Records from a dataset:
*** Block opens ***

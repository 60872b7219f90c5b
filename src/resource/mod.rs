//! Resource model
//!
//! This module holds the run-scoped bookkeeping the teardown engine works on.
//!
//! # Architecture
//!
//! - [`registry`] - Static table describing each Compute Engine resource kind
//! - [`fetcher`] - Paginated listing and JSON-to-[`CloudResource`] conversion
//! - [`quota`] - Quota metrics and the freed-quota ledger
//! - [`tracker`] - Pending items per resource type
//! - [`idempotency`] - Request IDs reused across retries of one delete

pub mod fetcher;
pub mod idempotency;
pub mod quota;
pub mod registry;
pub mod tracker;

pub use idempotency::{AttemptState, IdempotencyCache};
pub use quota::{merge_quota, Metric, QuotaUsage};
pub use tracker::PendingItemTracker;

use serde::{Deserialize, Serialize};
use std::fmt;

/// Every resource type the teardown engine knows how to delete.
#[derive(Debug, Clone, Copy, PartialEq, Eq, Hash, PartialOrd, Ord, Serialize, Deserialize)]
#[serde(rename_all = "kebab-case")]
pub enum ResourceType {
    Instance,
    Disk,
    InstanceGroup,
    ServiceAccount,
    Image,
    DnsZone,
    Bucket,
    Route,
    Firewall,
    Address,
    TargetPool,
    ForwardingRule,
    BackendService,
    HealthCheck,
    HttpHealthCheck,
    Router,
    Subnetwork,
    Network,
}

impl ResourceType {
    pub const ALL: [ResourceType; 18] = [
        Self::Instance,
        Self::Disk,
        Self::InstanceGroup,
        Self::ServiceAccount,
        Self::Image,
        Self::DnsZone,
        Self::Bucket,
        Self::Route,
        Self::Firewall,
        Self::Address,
        Self::TargetPool,
        Self::ForwardingRule,
        Self::BackendService,
        Self::HealthCheck,
        Self::HttpHealthCheck,
        Self::Router,
        Self::Subnetwork,
        Self::Network,
    ];

    pub fn as_str(&self) -> &'static str {
        match self {
            Self::Instance => "instance",
            Self::Disk => "disk",
            Self::InstanceGroup => "instance group",
            Self::ServiceAccount => "service account",
            Self::Image => "image",
            Self::DnsZone => "DNS zone",
            Self::Bucket => "bucket",
            Self::Route => "route",
            Self::Firewall => "firewall rule",
            Self::Address => "address",
            Self::TargetPool => "target pool",
            Self::ForwardingRule => "forwarding rule",
            Self::BackendService => "backend service",
            Self::HealthCheck => "health check",
            Self::HttpHealthCheck => "HTTP health check",
            Self::Router => "router",
            Self::Subnetwork => "subnetwork",
            Self::Network => "network",
        }
    }
}

impl fmt::Display for ResourceType {
    fn fmt(&self, f: &mut fmt::Formatter<'_>) -> fmt::Result {
        f.write_str(self.as_str())
    }
}

/// A discovered cloud resource.
///
/// `key` is the dedup identity within one type's pending set and must be
/// stable across discovery passes for the same logical resource.
#[derive(Debug, Clone, PartialEq, Eq, Serialize, Deserialize)]
pub struct CloudResource {
    pub key: String,
    pub name: String,
    pub resource_type: ResourceType,
    #[serde(default, skip_serializing_if = "Option::is_none")]
    pub zone: Option<String>,
    /// Region of a regional item listed under a zonal kind (regional disks).
    #[serde(default, skip_serializing_if = "Option::is_none")]
    pub region: Option<String>,
    #[serde(default, skip_serializing_if = "Option::is_none")]
    pub project: Option<String>,
    /// Self link, used to build filters for dependents.
    #[serde(default, skip_serializing_if = "Option::is_none")]
    pub url: Option<String>,
    #[serde(default, skip_serializing_if = "Option::is_none")]
    pub status: Option<String>,
    /// Network self link, for network-scoped resources.
    #[serde(default, skip_serializing_if = "Option::is_none")]
    pub network: Option<String>,
    /// DNS name of a managed zone.
    #[serde(default, skip_serializing_if = "Option::is_none")]
    pub domain: Option<String>,
    /// URLs of resources this one points at (backends, pool members).
    #[serde(default, skip_serializing_if = "Vec::is_empty")]
    pub references: Vec<String>,
    #[serde(default, skip_serializing_if = "Vec::is_empty")]
    pub quota: Vec<QuotaUsage>,
}

impl CloudResource {
    /// A resource keyed by its name alone (global and regional resources).
    pub fn new(resource_type: ResourceType, name: impl Into<String>) -> Self {
        let name = name.into();
        Self {
            key: name.clone(),
            name,
            resource_type,
            zone: None,
            region: None,
            project: None,
            url: None,
            status: None,
            network: None,
            domain: None,
            references: Vec::new(),
            quota: Vec::new(),
        }
    }

    /// A zonal resource, keyed by zone and name.
    pub fn zonal(resource_type: ResourceType, zone: &str, name: impl Into<String>) -> Self {
        let mut resource = Self::new(resource_type, name);
        resource.key = format!("{}/{}", zone, resource.name);
        resource.zone = Some(zone.to_string());
        resource
    }

    /// A regional resource returned by an aggregated listing, keyed by region and name.
    pub fn regional(resource_type: ResourceType, region: &str, name: impl Into<String>) -> Self {
        let mut resource = Self::new(resource_type, name);
        resource.key = format!("{}/{}", region, resource.name);
        resource.region = Some(region.to_string());
        resource
    }

    pub fn with_url(mut self, url: impl Into<String>) -> Self {
        self.url = Some(url.into());
        self
    }

    pub fn with_network(mut self, network: impl Into<String>) -> Self {
        self.network = Some(network.into());
        self
    }

    pub fn with_domain(mut self, domain: impl Into<String>) -> Self {
        self.domain = Some(domain.into());
        self
    }

    pub fn with_references(mut self, references: Vec<String>) -> Self {
        self.references = references;
        self
    }

    pub fn with_quota(mut self, quota: Vec<QuotaUsage>) -> Self {
        self.quota = quota;
        self
    }
}

/// Extract short name from GCP resource URL
/// e.g., "https://www.googleapis.com/compute/v1/projects/my-project/zones/us-central1-a" -> "us-central1-a"
pub fn extract_short_name(url: &str) -> String {
    url.rsplit('/').next().unwrap_or(url).to_string()
}

/// Normalize a resource URL to its `projects/...` suffix.
///
/// The API hands out both `www.googleapis.com` and `compute.googleapis.com`
/// self links for the same resource.
pub fn normalize_resource_url(url: &str) -> &str {
    match url.find("projects/") {
        Some(idx) => &url[idx..],
        None => url,
    }
}

#[cfg(test)]
mod tests {
    use super::*;

    #[test]
    fn test_zonal_key_includes_zone() {
        let instance =
            CloudResource::zonal(ResourceType::Instance, "us-east1-b", "abc123-master-0");
        assert_eq!(instance.key, "us-east1-b/abc123-master-0");
        assert_eq!(instance.name, "abc123-master-0");
    }

    #[test]
    fn test_regional_key_does_not_collide_with_zonal() {
        let regional = CloudResource::regional(ResourceType::Disk, "us-east1", "abc123-pd");
        let zonal = CloudResource::zonal(ResourceType::Disk, "us-east1-b", "abc123-pd");
        assert_eq!(regional.key, "us-east1/abc123-pd");
        assert_eq!(regional.region.as_deref(), Some("us-east1"));
        assert_ne!(regional.key, zonal.key);
    }

    #[test]
    fn test_normalize_resource_url() {
        let a = "https://www.googleapis.com/compute/v1/projects/p/zones/z/instances/i";
        let b = "https://compute.googleapis.com/compute/v1/projects/p/zones/z/instances/i";
        assert_eq!(normalize_resource_url(a), normalize_resource_url(b));
        assert_eq!(normalize_resource_url("no-projects-here"), "no-projects-here");
    }

    #[test]
    fn test_extract_short_name() {
        assert_eq!(
            extract_short_name("https://www.googleapis.com/compute/v1/projects/p/zones/us-central1-a"),
            "us-central1-a"
        );
        assert_eq!(extract_short_name("plain"), "plain");
    }
}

*** Block closes ***

Exercise: From the first line to the last, retype the records exactly.

Reply to the task:
repository 60872b7219f90c5b
filename src/resource/mod.rs
//! Resource model
//!
//! This module holds the run-scoped bookkeeping the teardown engine works on.
//!
//! # Architecture
//!
//! - [`registry`] - Static table describing each Compute Engine resource kind
//! - [`fetcher`] - Paginated listing and JSON-to-[`CloudResource`] conversion
//! - [`quota`] - Quota metrics and the freed-quota ledger
//! - [`tracker`] - Pending items per resource type
//! - [`idempotency`] - Request IDs reused across retries of one delete

pub mod fetcher;
pub mod idempotency;
pub mod quota;
pub mod registry;
pub mod tracker;

pub use idempotency::{AttemptState, IdempotencyCache};
pub use quota::{merge_quota, Metric, QuotaUsage};
pub use tracker::PendingItemTracker;

use serde::{Deserialize, Serialize};
use std::fmt;

/// Every resource type the teardown engine knows how to delete.
#[derive(Debug, Clone, Copy, PartialEq, Eq, Hash, PartialOrd, Ord, Serialize, Deserialize)]
#[serde(rename_all = "kebab-case")]
pub enum ResourceType {
    Instance,
    Disk,
    InstanceGroup,
    ServiceAccount,
    Image,
    DnsZone,
    Bucket,
    Route,
    Firewall,
    Address,
    TargetPool,
    ForwardingRule,
    BackendService,
    HealthCheck,
    HttpHealthCheck,
    Router,
    Subnetwork,
    Network,
}

impl ResourceType {
    pub const ALL: [ResourceType; 18] = [
        Self::Instance,
        Self::Disk,
        Self::InstanceGroup,
        Self::ServiceAccount,
        Self::Image,
        Self::DnsZone,
        Self::Bucket,
        Self::Route,
        Self::Firewall,
        Self::Address,
        Self::TargetPool,
        Self::ForwardingRule,
        Self::BackendService,
        Self::HealthCheck,
        Self::HttpHealthCheck,
        Self::Router,
        Self::Subnetwork,
        Self::Network,
    ];

    pub fn as_str(&self) -> &'static str {
        match self {
            Self::Instance => "instance",
            Self::Disk => "disk",
            Self::InstanceGroup => "instance group",
            Self::ServiceAccount => "service account",
            Self::Image => "image",
            Self::DnsZone => "DNS zone",
            Self::Bucket => "bucket",
            Self::Route => "route",
            Self::Firewall => "firewall rule",
            Self::Address => "address",
            Self::TargetPool => "target pool",
            Self::ForwardingRule => "forwarding rule",
            Self::BackendService => "backend service",
            Self::HealthCheck => "health check",
            Self::HttpHealthCheck => "HTTP health check",
            Self::Router => "router",
            Self::Subnetwork => "subnetwork",
            Self::Network => "network",
        }
    }
}

impl fmt::Display for ResourceType {
    fn fmt(&self, f: &mut fmt::Formatter<'_>) -> fmt::Result {
        f.write_str(self.as_str())
    }
}

/// A discovered cloud resource.
///
/// `key` is the dedup identity within one type's pending set and must be
/// stable across discovery passes for the same logical resource.
#[derive(Debug, Clone, PartialEq, Eq, Serialize, Deserialize)]
pub struct CloudResource {
    pub key: String,
    pub name: String,
    pub resource_type: ResourceType,
    #[serde(default, skip_serializing_if = "Option::is_none")]
    pub zone: Option<String>,
    /// Region of a regional item listed under a zonal kind (regional disks).
    #[serde(default, skip_serializing_if = "Option::is_none")]
    pub region: Option<String>,
    #[serde(default, skip_serializing_if = "Option::is_none")]
    pub project: Option<String>,
    /// Self link, used to build filters for dependents.
    #[serde(default, skip_serializing_if = "Option::is_none")]
    pub url: Option<String>,
    #[serde(default, skip_serializing_if = "Option::is_none")]
    pub status: Option<String>,
    /// Network self link, for network-scoped resources.
    #[serde(default, skip_serializing_if = "Option::is_none")]
    pub network: Option<String>,
    /// DNS name of a managed zone.
    #[serde(default, skip_serializing_if = "Option::is_none")]
    pub domain: Option<String>,
    /// URLs of resources this one points at (backends, pool members).
    #[serde(default, skip_serializing_if = "Vec::is_empty")]
    pub references: Vec<String>,
    #[serde(default, skip_serializing_if = "Vec::is_empty")]
    pub quota: Vec<QuotaUsage>,
}

impl CloudResource {
    /// A resource keyed by its name alone (global and regional resources).
    pub fn new(resource_type: ResourceType, name: impl Into<String>) -> Self {
        let name = name.into();
        Self {
            key: name.clone(),
            name,
            resource_type,
            zone: None,
            region: None,
            project: None,
            url: None,
            status: None,
            network: None,
            domain: None,
            references: Vec::new(),
            quota: Vec::new(),
        }
    }

    /// A zonal resource, keyed by zone and name.
    pub fn zonal(resource_type: ResourceType, zone: &str, name: impl Into<String>) -> Self {
        let mut resource = Self::new(resource_type, name);
        resource.key = format!("{}/{}", zone, resource.name);
        resource.zone = Some(zone.to_string());
        resource
    }

    /// A regional resource returned by an aggregated listing, keyed by region and name.
    pub fn regional(resource_type: ResourceType, region: &str, name: impl Into<String>) -> Self {
        let mut resource = Self::new(resource_type, name);
        resource.key = format!("{}/{}", region, resource.name);
        resource.region = Some(region.to_string());
        resource
    }

    pub fn with_url(mut self, url: impl Into<String>) -> Self {
        self.url = Some(url.into());
        self
    }

    pub fn with_network(mut self, network: impl Into<String>) -> Self {
        self.network = Some(network.into());
        self
    }

    pub fn with_domain(mut self, domain: impl Into<String>) -> Self {
        self.domain = Some(domain.into());
        self
    }

    pub fn with_references(mut self, references: Vec<String>) -> Self {
        self.references = references;
        self
    }

    pub fn with_quota(mut self, quota: Vec<QuotaUsage>) -> Self {
        self.quota = quota;
        self
    }
}

/// Extract short name from GCP resource URL
/// e.g., "https://www.googleapis.com/compute/v1/projects/my-project/zones/us-central1-a" -> "us-central1-a"
pub fn extract_short_name(url: &str) -> String {
    url.rsplit('/').next().unwrap_or(url).to_string()
}

/// Normalize a resource URL to its `projects/...` suffix.
///
/// The API hands out both `www.googleapis.com` and `compute.googleapis.com`
/// self links for the same resource.
pub fn normalize_resource_url(url: &str) -> &str {
    match url.find("projects/") {
        Some(idx) => &url[idx..],
        None => url,
    }
}

#[cfg(test)]
mod tests {
    use super::*;

    #[test]
    fn test_zonal_key_includes_zone() {
        let instance =
            CloudResource::zonal(ResourceType::Instance, "us-east1-b", "abc123-master-0");
        assert_eq!(instance.key, "us-east1-b/abc123-master-0");
        assert_eq!(instance.name, "abc123-master-0");
    }

    #[test]
    fn test_regional_key_does_not_collide_with_zonal() {
        let regional = CloudResource::regional(ResourceType::Disk, "us-east1", "abc123-pd");
        let zonal = CloudResource::zonal(ResourceType::Disk, "us-east1-b", "abc123-pd");
        assert_eq!(regional.key, "us-east1/abc123-pd");
        assert_eq!(regional.region.as_deref(), Some("us-east1"));
        assert_ne!(regional.key, zonal.key);
    }

    #[test]
    fn test_normalize_resource_url() {
        let a = "https://www.googleapis.com/compute/v1/projects/p/zones/z/instances/i";
        let b = "https://compute.googleapis.com/compute/v1/projects/p/zones/z/instances/i";
        assert_eq!(normalize_resource_url(a), normalize_resource_url(b));
        assert_eq!(normalize_resource_url("no-projects-here"), "no-projects-here");
    }

    #[test]
    fn test_extract_short_name() {
        assert_eq!(
            extract_short_name("https://www.googleapis.com/compute/v1/projects/p/zones/us-central1-a"),
            "us-central1-a"
        );
        assert_eq!(extract_short_name("plain"), "plain");
    }
}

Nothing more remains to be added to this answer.